К нему подошел Макс, они о чем-то быстро и встревоженно поговорили. Ольга разобрала только одно слово, последнее: «Подождем». Пожалуй, больше, чем реакция Влада, ее удивило мгновенно изменившееся лицо Барта. Обычно скептически невозмутимое, оно сейчас выражало крайнюю степень тревоги и озабоченности.

— Влад, — склонилась к Рощину журналистка. — Ну что ты так расстроился? Он же еще пацан совсем! Ну, не сердись так, пожалуйста!

— Оль… — Рощин взглянул на нее, и Ольге стало не по себе от болезненной обреченности, переполнявшей его глаза. — Оль… Он себе сейчас приговор подписал…

— Какой приговор, Влад? — Славина даже рассердилась. — Я все понимаю, но меру-то надо знать! — Почему-то вспомнились скептические слова вице-губернатора. — Ну, отругай, ну, домой отправь…

— Не знаю, доживет ли он до дома… — с той же тоскливой обреченностью взглянул на нее Влад. — Ты что, думаешь, что я из-за камня так переполошился?

— А из-за чего? — Ольга, уже плохо понимая, что происходит, тоже встревожилась.

— Он лишайник содрал, Оль…

— Влад, по-моему, это слишком… Ну, лишайник. Ну, содрал. Что ж теперь, его за это убивать, что ли?

— Ты знаешь, что такое мицелий?

— Вроде, грибница, — недоуменно пожала плечами Ольга. — А при чем тут грибы?

— Мицелий сформировался в эпоху позднего палеозоя, когда на земле образовался достаточный слой почвы и гумуса, и появились первые папоротниковые растения. Здесь, в Арктике, мицелий — это не просто грибница, или биокультура, это такой профессиональный диспетчер всех биологических процессов. То есть он задает принципы развития и распространения всех живых форм. Но главная его функция — это контроль за выживанием этих живых форм. Ясно?

— Ясно. — Ольга кивнула, по-прежнему совершенно не понимая, как связаны художественное творчество Федора, лишайник и этот… мицелий…

— Мицелий, как диспетчер, передает необходимую информацию каждому виду растений. И информация эта сообщается с помощью феромонов.

— Феромоны… — задумалась Славина. — Это же неуловимые запахи или импульсы, по которым нас к одним людям тянет, а от других, наоборот, отталкивает… Это, вроде, связано с избирательностью полового влечения…

— Да, рассуждая примитивно, можно сказать и так. Вокруг каждого живого существа, человек то или растение, существует свой, совершенно особый слой феромонов. Именно эти феромоны самым активным образом влияют на то, что все живое, существующее на данное территории, во-первых, связано в единую гармоничную систему, а во-вторых, они точно так же увязывают в единое целое флору и фауну с местными физическими и геомагнитными условиями.

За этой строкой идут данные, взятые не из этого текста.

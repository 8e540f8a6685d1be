use async_trait::async_trait;

use super::command::{InteractiveView, ViewCommand};
use crate::application::read_models::{Cell, Field, Pagination, Screen, Section};
use crate::application::view_state::{describe_error, ListQuery, PagedListState};
use crate::rebuild_tracking::domain::Page;
use crate::shared::error::ConsoleError;
use crate::shared::Result;

/// Filter fields of a list, addressed by name from the command line and the
/// interactive loop.
pub trait ListFilter: Clone + Default + Send + Sync {
    const FIELDS: &'static [&'static str];

    /// Types into a text field. Never changes a committed value.
    fn input(&mut self, field: &str, value: &str) -> Result<()> {
        let _ = value;
        Err(unknown_filter::<Self>(field))
    }

    /// Commits a text field. Returns whether the committed value changed.
    fn commit(&mut self, field: &str) -> Result<bool> {
        Err(unknown_filter::<Self>(field))
    }

    /// Sets a field in one step. Returns whether the committed value changed.
    fn select(&mut self, field: &str, value: &str) -> Result<bool> {
        let _ = value;
        Err(unknown_filter::<Self>(field))
    }

    /// Active filters, shown above the table.
    fn fields(&self) -> Vec<Field> {
        Vec::new()
    }
}

impl ListFilter for () {
    const FIELDS: &'static [&'static str] = &[];
}

pub(crate) fn unknown_filter<F: ListFilter>(field: &str) -> anyhow::Error {
    let available = if F::FIELDS.is_empty() {
        "none".to_string()
    } else {
        F::FIELDS.join(", ")
    };
    ConsoleError::UnknownFilter {
        field: field.to_string(),
        available,
    }
    .into()
}

/// Where a paged list gets its rows from and how it shows them.
#[async_trait]
pub trait PageSource: Send + Sync {
    type Filter: ListFilter;
    type Item: Send + Sync;

    fn title(&self) -> String;

    fn columns(&self) -> &'static [&'static str];

    fn row(&self, item: &Self::Item) -> Vec<Cell>;

    async fn fetch(&self, query: &ListQuery<Self::Filter>) -> Result<Page<Self::Item>>;

    /// Sections shown below the table, e.g. expanded dependency rows.
    fn details(&self, items: &[Self::Item]) -> Vec<Section> {
        let _ = items;
        Vec::new()
    }

    /// Client side ordering applied to each fetched page.
    fn order(&self, items: &mut [Self::Item]) {
        let _ = items;
    }

    /// Row action. Lists without one refuse it.
    async fn rebuild(&self, item: &Self::Item) -> Result<()> {
        let _ = item;
        Err(ConsoleError::Validation {
            message: format!("rows of '{}' cannot be rebuilt", self.title()),
        }
        .into())
    }

    /// Local patch of a row after a successful rebuild request.
    fn mark_queued(&self, item: &mut Self::Item) {
        let _ = item;
    }
}

/// A paged list view: a [`PageSource`] plus the list state it drives.
pub struct PagedList<S: PageSource> {
    source: S,
    state: PagedListState<S::Filter, S::Item>,
}

impl<S: PageSource> PagedList<S> {
    pub fn new(source: S, per_page: u32) -> Self {
        Self {
            source,
            state: PagedListState::new(per_page),
        }
    }

    pub fn source(&self) -> &S {
        &self.source
    }

    pub fn state(&self) -> &PagedListState<S::Filter, S::Item> {
        &self.state
    }

    pub fn set_page(&mut self, page: u32) {
        self.state.set_page(page);
    }

    pub fn set_per_page(&mut self, per_page: u32, page: u32) {
        self.state.set_per_page(per_page, page);
    }

    pub fn input(&mut self, field: &str, value: &str) -> Result<()> {
        let mut outcome = Ok(());
        self.state.edit_filter(|filter| {
            outcome = filter.input(field, value);
            false
        });
        outcome
    }

    pub fn commit(&mut self, field: &str) -> Result<bool> {
        let mut outcome = Ok(false);
        self.state.edit_filter(|filter| {
            outcome = filter.commit(field);
            matches!(outcome, Ok(true))
        });
        outcome
    }

    pub fn select(&mut self, field: &str, value: &str) -> Result<bool> {
        let mut outcome = Ok(false);
        self.state.edit_filter(|filter| {
            outcome = filter.select(field, value);
            matches!(outcome, Ok(true))
        });
        outcome
    }

    /// Issues the pending fetch, if any, and applies its result.
    pub async fn sync(&mut self) -> bool {
        let Some(ticket) = self.state.begin_fetch() else {
            return false;
        };
        tracing::debug!(
            list = %self.source.title(),
            page = ticket.query.page.page,
            per_page = ticket.query.page.per_page,
            "fetching page"
        );
        let result = match self.source.fetch(&ticket.query).await {
            Ok(mut page) => {
                self.source.order(&mut page.items);
                Ok(page)
            }
            Err(e) => {
                tracing::error!(list = %self.source.title(), error = %e, "failed to load list");
                Err(describe_error(&e))
            }
        };
        self.state.complete(ticket, result)
    }

    /// Requests a rebuild of one row and flags it as queued on success.
    pub async fn rebuild(&mut self, index: usize) -> Result<()> {
        let len = self.state.items().len();
        let item = self
            .state
            .items()
            .get(index)
            .ok_or(ConsoleError::RowOutOfRange { index, len })?;
        if let Err(e) = self.source.rebuild(item).await {
            tracing::error!(list = %self.source.title(), row = index, error = %e, "rebuild request failed");
            return Err(e);
        }
        let source = &self.source;
        self.state.patch_item(index, |item| source.mark_queued(item));
        Ok(())
    }

    pub fn screen(&self) -> Screen {
        let filters = self.state.filter().fields();
        let mut screen = Screen::new(self.source.title());
        if !filters.is_empty() {
            screen = screen.with_section(Section::fields(Some("Filters"), filters));
        }
        screen
            .with_sections(self.state.load_state().sections(|| {
                let rows = self
                    .state
                    .items()
                    .iter()
                    .map(|item| self.source.row(item))
                    .collect();
                let mut sections = vec![Section::table_or_empty(self.source.columns(), rows)];
                sections.extend(self.source.details(self.state.items()));
                sections
            }))
            .with_pagination(Pagination::new(
                self.state.page(),
                self.state.per_page(),
                self.state.total_count(),
            ))
    }
}

#[async_trait]
impl<S: PageSource> InteractiveView for PagedList<S> {
    async fn sync(&mut self) -> bool {
        PagedList::sync(self).await
    }

    async fn dispatch(&mut self, command: ViewCommand) -> Result<()> {
        match command {
            ViewCommand::Page(page) => self.set_page(page),
            ViewCommand::PerPage(per_page) => self.set_per_page(per_page, 1),
            ViewCommand::Next => {
                let next = self.state.page().saturating_add(1);
                if u64::from(next) <= self.state.page_count() {
                    self.set_page(next);
                }
            }
            ViewCommand::Previous => self.set_page(self.state.page().saturating_sub(1)),
            ViewCommand::Input { field, value } => self.input(&field, &value)?,
            ViewCommand::Commit { field } => {
                self.commit(&field)?;
            }
            ViewCommand::Filter { field, value } => {
                self.select(&field, &value)?;
            }
            ViewCommand::Rebuild(index) => self.rebuild(index).await?,
            ViewCommand::Help | ViewCommand::Quit => {}
        }
        Ok(())
    }

    fn screen(&self) -> Screen {
        PagedList::screen(self)
    }
}

#[cfg(test)]
mod tests {
    use super::*;
    use crate::application::read_models::EMPTY_HEADING;
    use std::sync::Mutex;

    struct Numbers {
        calls: Mutex<Vec<ListQuery<()>>>,
        fail: bool,
    }

    impl Numbers {
        fn new(fail: bool) -> Self {
            Self {
                calls: Mutex::new(Vec::new()),
                fail,
            }
        }
    }

    #[async_trait]
    impl PageSource for Numbers {
        type Filter = ();
        type Item = u32;

        fn title(&self) -> String {
            "Numbers".to_string()
        }

        fn columns(&self) -> &'static [&'static str] {
            &["Value"]
        }

        fn row(&self, item: &u32) -> Vec<Cell> {
            vec![Cell::text(item.to_string())]
        }

        async fn fetch(&self, query: &ListQuery<()>) -> Result<Page<u32>> {
            self.calls.lock().unwrap().push(query.clone());
            if self.fail {
                anyhow::bail!("connection refused");
            }
            let start = (query.page.page - 1) * query.page.per_page;
            let items = (start..start + query.page.per_page).filter(|n| *n < 5).collect();
            Ok(Page::new(items, 5, query.page.page, query.page.per_page))
        }

        fn order(&self, items: &mut [u32]) {
            items.sort_by(|a, b| b.cmp(a));
        }
    }

    #[tokio::test]
    async fn test_sync_fetches_only_when_dirty() {
        let mut list = PagedList::new(Numbers::new(false), 2);
        assert!(list.sync().await);
        assert!(!list.sync().await);
        list.set_page(2);
        assert!(list.sync().await);
        assert_eq!(list.source().calls.lock().unwrap().len(), 2);
        assert_eq!(list.state().items(), &[3, 2]);
    }

    #[tokio::test]
    async fn test_failed_fetch_renders_error() {
        let mut list = PagedList::new(Numbers::new(true), 2);
        list.sync().await;
        let screen = list.screen();
        assert_eq!(screen.error_message(), Some("connection refused"));
        assert!(!list.sync().await);
    }

    #[tokio::test]
    async fn test_empty_page_renders_placeholder() {
        let mut list = PagedList::new(Numbers::new(false), 2);
        list.set_page(9);
        list.sync().await;
        let screen = list.screen();
        assert!(screen.is_empty_state());
        assert!(screen.sections.iter().any(|s| matches!(
            s,
            Section::Empty { heading, .. } if heading == EMPTY_HEADING
        )));
    }

    #[tokio::test]
    async fn test_rebuild_refused_without_action() {
        let mut list = PagedList::new(Numbers::new(false), 2);
        list.sync().await;
        assert!(list.rebuild(0).await.is_err());
        let err = list.rebuild(7).await.unwrap_err();
        assert!(err.to_string().contains("Row 7 does not exist"));
    }

    #[tokio::test]
    async fn test_unknown_filter_lists_available() {
        let mut list = PagedList::new(Numbers::new(false), 2);
        let err = list.select("gav", "x").unwrap_err();
        assert!(err.to_string().contains("Unknown filter 'gav'"));
    }
}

— Ну? — упрямо повторила Ольга. — И что?

— Да то! — раздраженный ее непониманием, рубанул рукой воздух Рощин. — Роль феромонов — огромна! Они не просто выступают как стимуляторы гормонов или половой активности у животных и людей, они регулируют численный состав популяций, пути их развития. Они же дают команды к размножению, доносят сигналы тревоги, вынуждая систему защищаться, чтобы отразить агрессию чуждых биоорганизмов. А иногда даже вынуждают ее самоликвидироваться. Теперь поняла?

— Нет, — девушка откровенно затосковала. Ощущение было таким, как если бы ей рассказывали что-то из высшей математики, объясняя формулы на пальцах.

— Оля! — практически застонал Влад. — Этот придурок разрушил определенно организованную биосистему — накипной лишайник. Как в случае реальной угрозы поступает любой живой организм?

— Защищается…

— Вот именно! А чем может защититься лишайник? Только атакой феромонов!